India shares a great reputation across the globe for its rich cuisine and spicy foods. Every corner of this country is studded with an impeccable variety of delicacies but contrary to the popular beliefs some of them did not have their inception in India. These foods have become such an indispensable part of our lives that we consider them our legacy. Today let the sun of knowledge dawn upon us and show us the path to the right origins of our routine foods and know which of them are pardesi.
“This just can’t be“ is a natural reaction when we get to know that the most widely consumed beverage of India (obviously after water) is originally Chinese. Yes, Tea came to India from China with a British tinge. The British wanted to end the trade monopoly of China in tea, thus taught the Indians to farm the same. It was nearly half a century ago, in 1950’s when tea actually became an time favorite in India.
Another heartbreak; Samosa isn’t something that the Indians invented. It is supposed to be brought by the Middle Eastern traders during the 13th century. This potato/meat filled deep fried snack can be found in every nook and corner of this country with a range of tangy chutneys. Sadly, not Indian.
Rajma or ‘Kidney beans’ with rice is an all time favorite main course, especially in the North. Just for your kind information, India had no knowledge that there existed something such till the Mexicans helped us understand the heart of the kidney beans. Enjoy your Rajma Chawal.
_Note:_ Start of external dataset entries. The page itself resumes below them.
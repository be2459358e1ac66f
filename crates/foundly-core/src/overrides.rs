// SPDX-License-Identifier: AGPL-3.0
// Foundly Core - Local classification overrides
//
// The override map is stored as one JSON object under a fixed key.
// Writes are read-modify-write and serialized so concurrent calls never
// merge from a stale snapshot.

use crate::storage::KeyValueStore;
use crate::types::{AppError, Classification, DEFAULT_OVERRIDE_KEY};
use serde_json::Value;
use std::collections::HashMap;
use std::sync::Arc;
use tokio::sync::Mutex;

/// Item id to user-chosen classification
pub type OverrideMap = HashMap<String, Classification>;

/// Persisted user overrides backed by a key-value store
pub struct OverrideStore {
    storage: Arc<dyn KeyValueStore>,
    key: String,
    write_lock: Mutex<()>,
}

impl OverrideStore {
    /// Create a store using the default storage key
    pub fn new(storage: Arc<dyn KeyValueStore>) -> Self {
        Self::with_key(storage, DEFAULT_OVERRIDE_KEY)
    }

    pub fn with_key(storage: Arc<dyn KeyValueStore>, key: impl Into<String>) -> Self {
        Self {
            storage,
            key: key.into(),
            write_lock: Mutex::new(()),
        }
    }

    /// Load the override map.
    ///
    /// Never fails: a missing, unreadable or corrupt map loads as empty and
    /// unrecognised entries are skipped.
    pub async fn load(&self) -> OverrideMap {
        let raw = match self.storage.get_item(&self.key).await {
            Ok(Some(raw)) => raw,
            Ok(None) => return OverrideMap::new(),
            Err(e) => {
                tracing::warn!("Failed to read item type overrides: {}", e);
                return OverrideMap::new();
            }
        };

        let entries = match serde_json::from_str::<Value>(&raw) {
            Ok(Value::Object(entries)) => entries,
            Ok(_) => {
                tracing::warn!("Item type overrides are not a JSON object, ignoring");
                return OverrideMap::new();
            }
            Err(e) => {
                tracing::warn!("Failed to parse item type overrides, ignoring: {}", e);
                return OverrideMap::new();
            }
        };

        entries
            .into_iter()
            .filter_map(|(id, value)| {
                let classification = value.as_str().and_then(Classification::from_exact);
                if classification.is_none() {
                    tracing::warn!("Dropping override for item {} with value {}", id, value);
                }
                classification.map(|c| (id, c))
            })
            .collect()
    }

    /// Get the override for a single item
    pub async fn get_override(&self, id: &str) -> Option<Classification> {
        self.load().await.get(id).copied()
    }

    /// Record a user classification for an item and persist it
    pub async fn set_override(&self, id: &str, classification: Classification) -> Result<(), AppError> {
        let _guard = self.write_lock.lock().await;

        let mut map = self.load().await;
        map.insert(id.to_string(), classification);
        self.persist(&map).await?;

        tracing::info!("Item {} marked as {}", id, classification);
        Ok(())
    }

    /// Remove an item's override, returning whether one existed
    pub async fn clear_override(&self, id: &str) -> Result<bool, AppError> {
        let _guard = self.write_lock.lock().await;

        let mut map = self.load().await;
        if map.remove(id).is_none() {
            return Ok(false);
        }
        self.persist(&map).await?;

        tracing::info!("Cleared override for item {}", id);
        Ok(true)
    }

    async fn persist(&self, map: &OverrideMap) -> Result<(), AppError> {
        let content = serde_json::to_string(map).map_err(|e| {
            AppError::Serialization(format!("Failed to serialize overrides: {}", e))
        })?;

        self.storage.set_item(&self.key, content).await.map_err(|e| {
            tracing::error!("Failed to persist item type overrides: {}", e);
            e
        })
    }
}

#[cfg(test)]
mod tests {
    use super::*;
    use crate::storage::MemoryStore;
    use async_trait::async_trait;
    use std::time::Duration;

    fn memory_store() -> (Arc<MemoryStore>, OverrideStore) {
        let storage = Arc::new(MemoryStore::new());
        let store = OverrideStore::new(storage.clone());
        (storage, store)
    }

    #[tokio::test]
    async fn test_persistence_roundtrip_merges() {
        let (_, store) = memory_store();

        store.set_override("42", Classification::Lost).await.unwrap();
        let map = store.load().await;
        assert_eq!(map.get("42"), Some(&Classification::Lost));

        store.set_override("7", Classification::Found).await.unwrap();
        let map = store.load().await;
        assert_eq!(map.len(), 2);
        assert_eq!(map.get("42"), Some(&Classification::Lost));
        assert_eq!(map.get("7"), Some(&Classification::Found));
    }

    #[tokio::test]
    async fn test_last_write_wins() {
        let (_, store) = memory_store();
        store.set_override("1", Classification::Lost).await.unwrap();
        store.set_override("1", Classification::Found).await.unwrap();
        assert_eq!(store.get_override("1").await, Some(Classification::Found));
    }

    #[tokio::test]
    async fn test_stored_format() {
        let (storage, store) = memory_store();
        store.set_override("42", Classification::Lost).await.unwrap();
        let raw = storage.get_item(DEFAULT_OVERRIDE_KEY).await.unwrap().unwrap();
        assert_eq!(raw, r#"{"42":"lost"}"#);
    }

    #[tokio::test]
    async fn test_corrupt_storage_loads_empty() {
        let storage = Arc::new(MemoryStore::with_entries([(DEFAULT_OVERRIDE_KEY, "not json{")]));
        let store = OverrideStore::new(storage);
        assert!(store.load().await.is_empty());

        // The next write resets the map
        store.set_override("3", Classification::Lost).await.unwrap();
        assert_eq!(store.load().await.len(), 1);
    }

    #[tokio::test]
    async fn test_non_object_and_bad_entries() {
        let storage = Arc::new(MemoryStore::with_entries([(DEFAULT_OVERRIDE_KEY, "[1,2]")]));
        assert!(OverrideStore::new(storage).load().await.is_empty());

        let storage = Arc::new(MemoryStore::with_entries([(
            DEFAULT_OVERRIDE_KEY,
            r#"{"1":"lost","2":"stolen","3":true,"4":"found"}"#,
        )]));
        let map = OverrideStore::new(storage).load().await;
        assert_eq!(map.len(), 2);
        assert_eq!(map.get("4"), Some(&Classification::Found));
    }

    #[tokio::test]
    async fn test_clear_override() {
        let (_, store) = memory_store();
        store.set_override("5", Classification::Lost).await.unwrap();
        assert!(store.clear_override("5").await.unwrap());
        assert!(!store.clear_override("5").await.unwrap());
        assert_eq!(store.get_override("5").await, None);
    }

    #[tokio::test]
    async fn test_custom_key() {
        let storage = Arc::new(MemoryStore::new());
        let store = OverrideStore::with_key(storage.clone(), "other_key");
        store.set_override("1", Classification::Lost).await.unwrap();
        assert!(storage.get_item(DEFAULT_OVERRIDE_KEY).await.unwrap().is_none());
        assert!(storage.get_item("other_key").await.unwrap().is_some());
    }

    /// Storage whose reads and writes yield to the scheduler, widening the
    /// window for interleaved read-modify-write cycles
    struct SlowStore {
        inner: MemoryStore,
    }

    #[async_trait]
    impl KeyValueStore for SlowStore {
        async fn get_item(&self, key: &str) -> Result<Option<String>, AppError> {
            tokio::time::sleep(Duration::from_millis(5)).await;
            self.inner.get_item(key).await
        }

        async fn set_item(&self, key: &str, value: String) -> Result<(), AppError> {
            tokio::time::sleep(Duration::from_millis(5)).await;
            self.inner.set_item(key, value).await
        }

        async fn remove_item(&self, key: &str) -> Result<(), AppError> {
            self.inner.remove_item(key).await
        }
    }

    #[tokio::test(flavor = "multi_thread", worker_threads = 4)]
    async fn test_concurrent_overrides_are_serialized() {
        let store = Arc::new(OverrideStore::new(Arc::new(SlowStore {
            inner: MemoryStore::new(),
        })));

        let handles: Vec<_> = (0..16)
            .map(|i| {
                let store = store.clone();
                tokio::spawn(async move {
                    let classification = if i % 2 == 0 {
                        Classification::Lost
                    } else {
                        Classification::Found
                    };
                    store.set_override(&i.to_string(), classification).await
                })
            })
            .collect();

        for handle in handles {
            handle.await.unwrap().unwrap();
        }

        let map = store.load().await;
        assert_eq!(map.len(), 16);
        assert_eq!(map.get("3"), Some(&Classification::Found));
    }

    struct FailingStore;

    #[async_trait]
    impl KeyValueStore for FailingStore {
        async fn get_item(&self, _key: &str) -> Result<Option<String>, AppError> {
            Err(AppError::Storage("unavailable".to_string()))
        }

        async fn set_item(&self, _key: &str, _value: String) -> Result<(), AppError> {
            Err(AppError::Storage("quota exceeded".to_string()))
        }

        async fn remove_item(&self, _key: &str) -> Result<(), AppError> {
            Err(AppError::Storage("unavailable".to_string()))
        }
    }

    #[tokio::test]
    async fn test_storage_failures() {
        let store = OverrideStore::new(Arc::new(FailingStore));
        assert!(store.load().await.is_empty());
        let err = store.set_override("1", Classification::Lost).await.unwrap_err();
        assert!(matches!(err, AppError::Storage(_)));
    }
}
NAHIIIIIII! To someone with a sweet tooth, the fact that Jalebi isn’t Indian is like announcing that one is adopted. The beloved sweet of India is said to have migrated from the lands of Persia and Arabia, centuries back. This made me lose hope to exist anymore.
“Are you kidding?” – Nope, I am not. Potato was brought in India by the Portuguese, in the 1600’s. It was first cultivated in Surat on the West coast and spread to the areas under Portuguese influence. Today, we eat potato every day. Literally every day.
With its origin in Native America, Tomato also is something very unindian. We got this tangy red vegetable in the 1700’s and since then it has been an essential part of our cuisine.
Whatever places may the dishes hail from, what matters is ‘What’s in the plate now?’ Anyway, who cares about dates and history while eating?